Assignment:
Write back every record verbatim.
BEGIN Exercise materials
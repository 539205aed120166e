use crate::errors::BlogError;
use crate::helper::form_helpers::{FormErrors, TagForm};
use crate::helper::image_helpers::MediaStore;
use crate::helper::pagination::{self, Page};
use crate::helper::post_helpers::SaveOutcome;
use crate::models::db_operations::{posts_db_operations, tags_db_operations, DbError};
use crate::models::queries::{PostQuery, TagQuery};
use crate::models::{Post, Tag, TagWithCount};
use rusqlite::Connection;

pub fn fetch_tag(conn: &Connection, slug: &str) -> Result<Tag, BlogError> {
    tags_db_operations::read_tag_by_slug(conn, slug)?
        .ok_or_else(|| BlogError::NotFound(format!("tag '{}'", slug)))
}

/// The tag and its four newest published posts.
pub fn overview(conn: &Connection, slug: &str) -> Result<(Tag, Vec<Post>), BlogError> {
    let tag = fetch_tag(conn, slug)?;
    let posts = posts_db_operations::search_posts(conn, &PostQuery::published().with_tag(&tag.name), 4, 0)?;
    Ok((tag, posts))
}

pub fn search_page(conn: &Connection, query: &TagQuery, raw_page: Option<&str>) -> Result<(Vec<TagWithCount>, Page), BlogError> {
    let total = tags_db_operations::count_tags(conn, query)?;
    let page = pagination::resolve_page(raw_page, total, pagination::TAGS_PER_PAGE)?;
    let tags = tags_db_operations::search_tags(conn, query, page.per_page, page.offset())?;
    Ok((tags, page))
}

fn name_conflict(e: DbError) -> Result<FormErrors, BlogError> {
    match e {
        DbError::Conflict(_) => {
            let mut errors = FormErrors::default();
            errors.add("name", "Tag with this Name already exists.");
            Ok(errors)
        }
        other => Err(other.into()),
    }
}

/// Creates a tag. Its slug is derived from the name and the image is stored
/// under that slug.
pub fn create_tag(conn: &Connection, store: &MediaStore, form: &TagForm) -> Result<SaveOutcome<Tag>, BlogError> {
    let (input, slug, errors) = form.validate(conn, None)?;
    if !errors.is_empty() {
        return Ok(SaveOutcome::Invalid(errors));
    }

    let image = match &form.image {
        Some(image) => Some(store.save_tag_image(&slug, image)?),
        None => None,
    };

    match tags_db_operations::insert_tag(conn, &input, &slug, image.as_deref()) {
        Ok(tag_id) => {
            log::info!("Created tag {} '{}' ({})", tag_id, input.name, slug);
            Ok(SaveOutcome::Saved(fetch_tag(conn, &slug)?))
        }
        Err(e) => {
            if let Some(path) = &image {
                store.delete(path);
            }
            Ok(SaveOutcome::Invalid(name_conflict(e)?))
        }
    }
}

/// Saves edits to `tag`, re-deriving the slug from the new name.
pub fn update_tag(conn: &mut Connection, store: &MediaStore, tag: &Tag, form: &TagForm) -> Result<SaveOutcome<Tag>, BlogError> {
    let (input, slug, errors) = form.validate(conn, Some(tag.id))?;
    if !errors.is_empty() {
        return Ok(SaveOutcome::Invalid(errors));
    }

    let new_image = match &form.image {
        Some(image) => Some(store.save_tag_image(&slug, image)?),
        None => None,
    };

    let result = (|| -> Result<(), DbError> {
        let tx = conn.transaction()?;
        tags_db_operations::update_tag(&tx, tag.id, &input, &slug)?;
        if new_image.is_some() {
            tags_db_operations::set_tag_image(&tx, tag.id, new_image.as_deref())?;
        } else if form.clear_image {
            tags_db_operations::set_tag_image(&tx, tag.id, None)?;
        }
        tx.commit()?;
        Ok(())
    })();

    match result {
        Ok(()) => {
            if new_image.is_some() || form.clear_image {
                if let Some(old) = &tag.image {
                    store.delete(old);
                }
            }
            if slug != tag.slug {
                log::info!("Tag {} renamed, slug {} -> {}", tag.id, tag.slug, slug);
            }
            Ok(SaveOutcome::Saved(fetch_tag(conn, &slug)?))
        }
        Err(e) => {
            if let Some(path) = &new_image {
                store.delete(path);
            }
            Ok(SaveOutcome::Invalid(name_conflict(e)?))
        }
    }
}

/// Removes the tag from every post, then deletes its image file.
pub fn delete_tag(conn: &Connection, store: &MediaStore, tag: &Tag) -> Result<(), BlogError> {
    tags_db_operations::delete_tag(conn, tag.id)?;
    if let Some(image) = &tag.image {
        store.delete(image);
    }
    log::info!("Deleted tag {} ({})", tag.id, tag.slug);
    Ok(())
}

#[cfg(test)]
mod tests {
    use super::*;
    use crate::helper::form_helpers::MultipartData;
    use crate::helper::image_helpers::test_images::png;
    use crate::models::db_operations::test_support::memory_db;
    use tempfile::TempDir;

    fn form(name: &str, image: bool) -> TagForm {
        let data = MultipartData::from_pairs(
            &[("name", name), ("subheading", "About it"), ("overview", "<p>Overview</p>")],
            if image { Some(png("banner.png")) } else { None },
        );
        TagForm::from_multipart(data)
    }

    fn saved(outcome: SaveOutcome<Tag>) -> Tag {
        match outcome {
            SaveOutcome::Saved(tag) => tag,
            SaveOutcome::Invalid(errors) => panic!("invalid: {:?}", errors),
        }
    }

    #[test]
    fn slug_follows_every_rename() {
        let mut conn = memory_db();
        let media = TempDir::new().unwrap();
        let store = MediaStore::new(media.path());

        let tag = saved(create_tag(&conn, &store, &form("Go Lang", true)).unwrap());
        assert_eq!(tag.slug, "go-lang");
        assert_eq!(tag.image.as_deref(), Some("tag_pictures/go-lang/banner.png"));

        let renamed = saved(update_tag(&mut conn, &store, &tag, &form("Golang", false)).unwrap());
        assert_eq!(renamed.slug, "golang");
        assert_eq!(renamed.image, tag.image);
        assert!(matches!(fetch_tag(&conn, "go-lang"), Err(BlogError::NotFound(_))));
    }

    #[test]
    fn deleting_a_tag_removes_its_image() {
        let conn = memory_db();
        let media = TempDir::new().unwrap();
        let store = MediaStore::new(media.path());
        let tag = saved(create_tag(&conn, &store, &form("Rust", true)).unwrap());
        let image = media.path().join(tag.image.as_deref().unwrap());
        assert!(image.exists());

        delete_tag(&conn, &store, &tag).unwrap();
        assert!(!image.exists());
        assert!(fetch_tag(&conn, "rust").is_err());
    }

    #[test]
    fn overview_lists_only_published_posts() {
        let conn = memory_db();
        let media = TempDir::new().unwrap();
        let store = MediaStore::new(media.path());
        let tag = saved(create_tag(&conn, &store, &form("Rust", false)).unwrap());
        for (i, published) in [true, false, true, true, true, true].iter().enumerate() {
            conn.execute(
                "INSERT INTO posts (title, created_date, publish_date) VALUES (?1, '2021-01-01T00:00:00.000000Z', ?2)",
                rusqlite::params![format!("p{}", i), if *published { Some(format!("2021-01-0{}T00:00:00.000000Z", i + 1)) } else { None }],
            ).unwrap();
            conn.execute("INSERT INTO post_tags (post_id, tag_id) VALUES (?1, ?2)", [conn.last_insert_rowid(), tag.id]).unwrap();
        }

        let (_, posts) = overview(&conn, "rust").unwrap();
        let titles: Vec<&str> = posts.iter().map(|p| p.title.as_str()).collect();
        assert_eq!(titles, vec!["p5", "p4", "p3", "p2"]);
    }
}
END Exercise materials
Written answer:
repository 539205aed120166e
use crate::errors::BlogError;
use crate::helper::form_helpers::{FormErrors, TagForm};
use crate::helper::image_helpers::MediaStore;
use crate::helper::pagination::{self, Page};
use crate::helper::post_helpers::SaveOutcome;
use crate::models::db_operations::{posts_db_operations, tags_db_operations, DbError};
use crate::models::queries::{PostQuery, TagQuery};
use crate::models::{Post, Tag, TagWithCount};
use rusqlite::Connection;

pub fn fetch_tag(conn: &Connection, slug: &str) -> Result<Tag, BlogError> {
    tags_db_operations::read_tag_by_slug(conn, slug)?
        .ok_or_else(|| BlogError::NotFound(format!("tag '{}'", slug)))
}

/// The tag and its four newest published posts.
pub fn overview(conn: &Connection, slug: &str) -> Result<(Tag, Vec<Post>), BlogError> {
    let tag = fetch_tag(conn, slug)?;
    let posts = posts_db_operations::search_posts(conn, &PostQuery::published().with_tag(&tag.name), 4, 0)?;
    Ok((tag, posts))
}

pub fn search_page(conn: &Connection, query: &TagQuery, raw_page: Option<&str>) -> Result<(Vec<TagWithCount>, Page), BlogError> {
    let total = tags_db_operations::count_tags(conn, query)?;
    let page = pagination::resolve_page(raw_page, total, pagination::TAGS_PER_PAGE)?;
    let tags = tags_db_operations::search_tags(conn, query, page.per_page, page.offset())?;
    Ok((tags, page))
}

fn name_conflict(e: DbError) -> Result<FormErrors, BlogError> {
    match e {
        DbError::Conflict(_) => {
            let mut errors = FormErrors::default();
            errors.add("name", "Tag with this Name already exists.");
            Ok(errors)
        }
        other => Err(other.into()),
    }
}

/// Creates a tag. Its slug is derived from the name and the image is stored
/// under that slug.
pub fn create_tag(conn: &Connection, store: &MediaStore, form: &TagForm) -> Result<SaveOutcome<Tag>, BlogError> {
    let (input, slug, errors) = form.validate(conn, None)?;
    if !errors.is_empty() {
        return Ok(SaveOutcome::Invalid(errors));
    }

    let image = match &form.image {
        Some(image) => Some(store.save_tag_image(&slug, image)?),
        None => None,
    };

    match tags_db_operations::insert_tag(conn, &input, &slug, image.as_deref()) {
        Ok(tag_id) => {
            log::info!("Created tag {} '{}' ({})", tag_id, input.name, slug);
            Ok(SaveOutcome::Saved(fetch_tag(conn, &slug)?))
        }
        Err(e) => {
            if let Some(path) = &image {
                store.delete(path);
            }
            Ok(SaveOutcome::Invalid(name_conflict(e)?))
        }
    }
}

/// Saves edits to `tag`, re-deriving the slug from the new name.
pub fn update_tag(conn: &mut Connection, store: &MediaStore, tag: &Tag, form: &TagForm) -> Result<SaveOutcome<Tag>, BlogError> {
    let (input, slug, errors) = form.validate(conn, Some(tag.id))?;
    if !errors.is_empty() {
        return Ok(SaveOutcome::Invalid(errors));
    }

    let new_image = match &form.image {
        Some(image) => Some(store.save_tag_image(&slug, image)?),
        None => None,
    };

    let result = (|| -> Result<(), DbError> {
        let tx = conn.transaction()?;
        tags_db_operations::update_tag(&tx, tag.id, &input, &slug)?;
        if new_image.is_some() {
            tags_db_operations::set_tag_image(&tx, tag.id, new_image.as_deref())?;
        } else if form.clear_image {
            tags_db_operations::set_tag_image(&tx, tag.id, None)?;
        }
        tx.commit()?;
        Ok(())
    })();

    match result {
        Ok(()) => {
            if new_image.is_some() || form.clear_image {
                if let Some(old) = &tag.image {
                    store.delete(old);
                }
            }
            if slug != tag.slug {
                log::info!("Tag {} renamed, slug {} -> {}", tag.id, tag.slug, slug);
            }
            Ok(SaveOutcome::Saved(fetch_tag(conn, &slug)?))
        }
        Err(e) => {
            if let Some(path) = &new_image {
                store.delete(path);
            }
            Ok(SaveOutcome::Invalid(name_conflict(e)?))
        }
    }
}

/// Removes the tag from every post, then deletes its image file.
pub fn delete_tag(conn: &Connection, store: &MediaStore, tag: &Tag) -> Result<(), BlogError> {
    tags_db_operations::delete_tag(conn, tag.id)?;
    if let Some(image) = &tag.image {
        store.delete(image);
    }
    log::info!("Deleted tag {} ({})", tag.id, tag.slug);
    Ok(())
}

#[cfg(test)]
mod tests {
    use super::*;
    use crate::helper::form_helpers::MultipartData;
    use crate::helper::image_helpers::test_images::png;
    use crate::models::db_operations::test_support::memory_db;
    use tempfile::TempDir;

    fn form(name: &str, image: bool) -> TagForm {
        let data = MultipartData::from_pairs(
            &[("name", name), ("subheading", "About it"), ("overview", "<p>Overview</p>")],
            if image { Some(png("banner.png")) } else { None },
        );
        TagForm::from_multipart(data)
    }

    fn saved(outcome: SaveOutcome<Tag>) -> Tag {
        match outcome {
            SaveOutcome::Saved(tag) => tag,
            SaveOutcome::Invalid(errors) => panic!("invalid: {:?}", errors),
        }
    }

    #[test]
    fn slug_follows_every_rename() {
        let mut conn = memory_db();
        let media = TempDir::new().unwrap();
        let store = MediaStore::new(media.path());

        let tag = saved(create_tag(&conn, &store, &form("Go Lang", true)).unwrap());
        assert_eq!(tag.slug, "go-lang");
        assert_eq!(tag.image.as_deref(), Some("tag_pictures/go-lang/banner.png"));

        let renamed = saved(update_tag(&mut conn, &store, &tag, &form("Golang", false)).unwrap());
        assert_eq!(renamed.slug, "golang");
        assert_eq!(renamed.image, tag.image);
        assert!(matches!(fetch_tag(&conn, "go-lang"), Err(BlogError::NotFound(_))));
    }

    #[test]
    fn deleting_a_tag_removes_its_image() {
        let conn = memory_db();
        let media = TempDir::new().unwrap();
        let store = MediaStore::new(media.path());
        let tag = saved(create_tag(&conn, &store, &form("Rust", true)).unwrap());
        let image = media.path().join(tag.image.as_deref().unwrap());
        assert!(image.exists());

        delete_tag(&conn, &store, &tag).unwrap();
        assert!(!image.exists());
        assert!(fetch_tag(&conn, "rust").is_err());
    }

    #[test]
    fn overview_lists_only_published_posts() {
        let conn = memory_db();
        let media = TempDir::new().unwrap();
        let store = MediaStore::new(media.path());
        let tag = saved(create_tag(&conn, &store, &form("Rust", false)).unwrap());
        for (i, published) in [true, false, true, true, true, true].iter().enumerate() {
            conn.execute(
                "INSERT INTO posts (title, created_date, publish_date) VALUES (?1, '2021-01-01T00:00:00.000000Z', ?2)",
                rusqlite::params![format!("p{}", i), if *published { Some(format!("2021-01-0{}T00:00:00.000000Z", i + 1)) } else { None }],
            ).unwrap();
            conn.execute("INSERT INTO post_tags (post_id, tag_id) VALUES (?1, ?2)", [conn.last_insert_rowid(), tag.id]).unwrap();
        }

        let (_, posts) = overview(&conn, "rust").unwrap();
        let titles: Vec<&str> = posts.iter().map(|p| p.title.as_str()).collect();
        assert_eq!(titles, vec!["p5", "p4", "p3", "p2"]);
    }
}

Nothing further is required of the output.